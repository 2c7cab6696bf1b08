//! Statement routing between declarative lowering and the plan builder.

use fxq_common::{CompilerConfig, Result};
use fxq_metadata::MetadataProvider;
use serde::{Deserialize, Serialize};
use sqlparser::ast::{Query as SqlQuery, SetExpr, Statement, TableFactor};
use tracing::{debug, info};

use crate::optimizer::Optimizer;
use crate::physical_plan::PhysicalPlan;
use crate::physical_planner::ExecutionPlanBuilder;
use crate::query::Query;
use crate::sql_frontend::Sql2FetchXml;

/// Outcome of compiling one statement.
#[derive(Debug, Clone, PartialEq, Serialize, Deserialize)]
pub enum CompiledStatement {
    /// Expressible as a single FetchXML document.
    Fetch(Query),
    /// Needs in-memory operators over one or more documents.
    Plan(PlannedStatement),
}

#[derive(Debug, Clone, PartialEq, Serialize, Deserialize)]
pub struct PlannedStatement {
    /// Canonical SQL of the source statement.
    pub sql: String,
    pub plan: PhysicalPlan,
}

/// Parse `sql` once and compile every statement.
///
/// A failing statement aborts the batch with its error.
pub fn compile_sql(
    sql: &str,
    metadata: &dyn MetadataProvider,
    config: &CompilerConfig,
) -> Result<Vec<CompiledStatement>> {
    let statements = fxq_sql::parse_sql(sql, config.dialect)?;
    compile_batch(&statements, metadata, config, None)
}

/// Compile already-parsed statements, optionally with a caller-owned optimizer
/// carrying custom rules.
pub fn compile_batch(
    statements: &[Statement],
    metadata: &dyn MetadataProvider,
    config: &CompilerConfig,
    optimizer: Option<&Optimizer>,
) -> Result<Vec<CompiledStatement>> {
    let lowering = Sql2FetchXml::new(metadata, config);
    let mut builder = ExecutionPlanBuilder::new(metadata, config);
    if let Some(optimizer) = optimizer {
        builder = builder.with_optimizer(optimizer);
    }

    let mut out = Vec::with_capacity(statements.len());
    for stmt in statements {
        let compiled = match stmt {
            Statement::Query(q) if needs_plan(q) => {
                debug!(route = "plan", statement = %stmt, "routing statement");
                CompiledStatement::Plan(PlannedStatement {
                    sql: stmt.to_string(),
                    plan: builder.build(q)?,
                })
            }
            _ => {
                debug!(route = "fetch", statement = %stmt, "routing statement");
                CompiledStatement::Fetch(lowering.convert_statement(stmt)?)
            }
        };
        out.push(compiled);
    }
    info!(statements = out.len(), "compiled batch");
    Ok(out)
}

/// CTEs, comma-separated FROM lists and derived tables have no single-document form.
fn needs_plan(query: &SqlQuery) -> bool {
    if query.with.is_some() {
        return true;
    }
    let SetExpr::Select(select) = query.body.as_ref() else {
        return false;
    };
    select.from.len() > 1
        || select.from.iter().any(|t| {
            std::iter::once(&t.relation)
                .chain(t.joins.iter().map(|j| &j.relation))
                .any(|f| matches!(f, TableFactor::Derived { .. }))
        })
}

#[cfg(test)]
mod tests {
    use super::*;
    use fxq_metadata::{AttributeMetadata, AttributeType, Catalog, EntityMetadata};

    fn catalog() -> Catalog {
        let mut catalog = Catalog::new();
        catalog.register_entity(
            EntityMetadata::new("account", "accountid")
                .with_attribute(AttributeMetadata::new("accountid", AttributeType::Uniqueidentifier))
                .with_attribute(AttributeMetadata::new("name", AttributeType::String)),
        );
        catalog
    }

    #[test]
    fn simple_select_routes_to_fetch_and_cte_to_plan() {
        let config = CompilerConfig::default();
        let out = compile_sql(
            "SELECT name FROM account; WITH a AS (SELECT name FROM account) SELECT name FROM a",
            &catalog(),
            &config,
        )
        .expect("compile");
        assert!(matches!(out[0], CompiledStatement::Fetch(Query::Select(_))));
        match &out[1] {
            CompiledStatement::Plan(p) => assert!(p.sql.starts_with("WITH a AS")),
            other => panic!("expected plan, got {other:?}"),
        }
    }

    #[test]
    fn failing_statement_fails_the_batch() {
        let err = compile_sql(
            "SELECT name FROM account; SELECT name FROM nosuchentity",
            &catalog(),
            &CompilerConfig::default(),
        )
        .expect_err("unknown entity");
        assert!(err.to_string().contains("nosuchentity"), "{err}");
    }
}
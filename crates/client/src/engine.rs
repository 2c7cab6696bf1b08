use std::path::Path;
use std::sync::Arc;

use fxq_common::{CompilerConfig, Result};
use fxq_metadata::{Catalog, MetadataCache};
use fxq_planner::{
    compile_batch, explain_physical, explain_query, CompiledStatement, Optimizer, OptimizerRule,
};
use tracing::info;

#[derive(Clone)]
pub struct Engine {
    config: CompilerConfig,
    metadata: Arc<MetadataCache<Catalog>>,
    optimizer: Arc<Optimizer>,
}

impl Engine {
    pub fn new(config: CompilerConfig, catalog: Catalog) -> Self {
        Self {
            config,
            metadata: Arc::new(MetadataCache::new(catalog)),
            optimizer: Arc::new(Optimizer::new()),
        }
    }

    /// Load the metadata catalog and, optionally, a config file.
    pub fn from_files(metadata: impl AsRef<Path>, config: Option<&Path>) -> Result<Self> {
        let catalog = Catalog::load_from_json(metadata)?;
        let config = match config {
            Some(path) => CompilerConfig::from_json_file(path)?,
            None => CompilerConfig::default(),
        };
        info!(dialect = ?config.dialect, "engine ready");
        Ok(Self::new(config, catalog))
    }

    pub fn config(&self) -> &CompilerConfig {
        &self.config
    }

    /// Compile every statement of `sql`.
    pub fn compile(&self, sql: &str) -> Result<Vec<CompiledStatement>> {
        let statements = fxq_sql::parse_sql(sql, self.config.dialect)?;
        compile_batch(
            &statements,
            self.metadata.as_ref(),
            &self.config,
            Some(self.optimizer.as_ref()),
        )
    }

    /// Human readable rendering of what `sql` compiles to.
    pub fn explain(&self, sql: &str) -> Result<String> {
        let rendered = self
            .compile(sql)?
            .iter()
            .map(|stmt| match stmt {
                CompiledStatement::Fetch(query) => explain_query(query),
                CompiledStatement::Plan(planned) => explain_physical(&planned.plan),
            })
            .collect::<Vec<_>>();
        Ok(rendered.join("\n"))
    }

    /// Register or replace a custom optimizer rule.
    ///
    /// Returns `true` when an existing rule with the same name was replaced.
    pub fn register_optimizer_rule(&self, rule: Arc<dyn OptimizerRule>) -> bool {
        self.optimizer.register_rule(rule)
    }

    /// Returns `true` when an existing rule was removed.
    pub fn deregister_optimizer_rule(&self, name: &str) -> bool {
        self.optimizer.deregister_rule(name)
    }
}
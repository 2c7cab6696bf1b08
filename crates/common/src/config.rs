use std::path::Path;

use serde::{Deserialize, Serialize};

use crate::{FxqError, Result};

/// SQL dialect handed to the parser.
#[derive(Debug, Clone, Copy, PartialEq, Eq, Default, Serialize, Deserialize)]
#[serde(rename_all = "lowercase")]
pub enum SqlDialect {
    /// T-SQL (`TOP`, `WITH (NOLOCK)`, bracketed identifiers).
    #[default]
    MsSql,
    /// ANSI-ish generic dialect (`LIMIT`).
    Generic,
}

/// Knobs for a single compiler instance.
#[derive(Debug, Clone, Serialize, Deserialize)]
#[serde(default)]
pub struct CompilerConfig {
    pub dialect: SqlDialect,
    /// When false, double-quoted names in comparisons are string literals.
    pub quoted_identifiers: bool,
    pub optimize_plans: bool,
}

impl Default for CompilerConfig {
    fn default() -> Self {
        Self {
            dialect: SqlDialect::MsSql,
            quoted_identifiers: true,
            optimize_plans: true,
        }
    }
}

impl CompilerConfig {
    /// Load configuration from a JSON file. Missing fields take their defaults.
    ///
    /// # Errors
    /// Returns [`FxqError::Io`] when the file cannot be read and
    /// [`FxqError::InvalidConfig`] when its content is not a valid config object.
    pub fn from_json_file(path: impl AsRef<Path>) -> Result<Self> {
        let path = path.as_ref();
        let raw = std::fs::read_to_string(path)?;
        serde_json::from_str(&raw).map_err(|e| {
            FxqError::InvalidConfig(format!("config file '{}': {e}", path.display()))
        })
    }
}

#[cfg(test)]
mod tests {
    use super::*;

    #[test]
    fn partial_json_keeps_defaults() {
        let cfg: CompilerConfig =
            serde_json::from_str(r#"{"dialect":"generic"}"#).expect("config");
        assert_eq!(cfg.dialect, SqlDialect::Generic);
        assert!(cfg.quoted_identifiers);
        assert!(cfg.optimize_plans);
    }

    #[test]
    fn unknown_dialect_is_rejected() {
        let err = serde_json::from_str::<CompilerConfig>(r#"{"dialect":"oracle"}"#)
            .expect_err("unknown dialect");
        assert!(err.to_string().contains("oracle"));
    }
}
use super::{lenient, Page};
use serde::{Deserialize, Serialize};

#[derive(Debug, Clone, Default, PartialEq, Serialize, Deserialize)]
#[serde(rename_all = "camelCase")]
pub struct StationRecord {
    #[serde(default, deserialize_with = "lenient::id")]
    pub stations_id: Option<String>,
    #[serde(default, deserialize_with = "lenient::text")]
    pub station_name: Option<String>,
    /* W */
    #[serde(default, deserialize_with = "lenient::number")]
    pub installed_capacity: Option<f64>,
    #[serde(default, deserialize_with = "lenient::text")]
    pub address: Option<String>,
}

pub type StationsPage = Page<StationRecord>;
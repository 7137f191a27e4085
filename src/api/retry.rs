use super::Error;
use rand::Rng;
use std::future::Future;
use std::time::Duration;

/// Bounded attempts with jittered exponential backoff:
/// `base * 2^(attempt-1) + uniform(0, max_jitter)` between attempts.
#[derive(Debug, Clone, Copy, PartialEq)]
pub struct RetryPolicy {
    pub max_attempts: u32,
    pub base: Duration,
    pub max_jitter: Duration,
}

impl RetryPolicy {
    pub const LOGIN: RetryPolicy = RetryPolicy::new(2, Duration::from_secs(1), Duration::from_millis(500));
    pub const FETCH: RetryPolicy = RetryPolicy::new(3, Duration::from_secs(1), Duration::from_millis(500));

    pub const fn new(max_attempts: u32, base: Duration, max_jitter: Duration) -> RetryPolicy {
        RetryPolicy {
            max_attempts,
            base,
            max_jitter,
        }
    }

    /// Delay to wait after failed `attempt` (1-based) before the next one.
    pub fn delay(&self, attempt: u32) -> Duration {
        let exponential = self.base * 2u32.saturating_pow(attempt.saturating_sub(1));
        if self.max_jitter.is_zero() {
            exponential
        } else {
            let jitter = rand::thread_rng().gen_range(0.0..self.max_jitter.as_secs_f64());
            exponential + Duration::from_secs_f64(jitter)
        }
    }
}

/// Run `operation` until it succeeds or `policy.max_attempts` is reached, returning the last error.
pub async fn retry<T, F, Fut>(policy: &RetryPolicy, what: &str, mut operation: F) -> Result<T, Error>
where
    F: FnMut() -> Fut,
    Fut: Future<Output = Result<T, Error>>,
{
    let mut attempt = 1;

    loop {
        match operation().await {
            Ok(value) => return Ok(value),
            Err(e) if attempt >= policy.max_attempts => {
                log::debug!("{} failed (attempt {}/{}): {}", what, attempt, policy.max_attempts, e);
                return Err(e);
            }
            Err(e) => {
                let delay = policy.delay(attempt);
                match e {
                    Error::Timeout => log::warn!(
                        "{} timed out (attempt {}/{})",
                        what,
                        attempt,
                        policy.max_attempts
                    ),
                    _ => log::debug!(
                        "{} failed (attempt {}/{}): {}; retrying in {:?}",
                        what,
                        attempt,
                        policy.max_attempts,
                        e,
                        delay
                    ),
                }
                tokio::time::sleep(delay).await;
                attempt += 1;
            }
        }
    }
}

+++

Task prompt: For the string "once", state how many lines in the listing contain it, and give no other words.

Solution to this problem: 2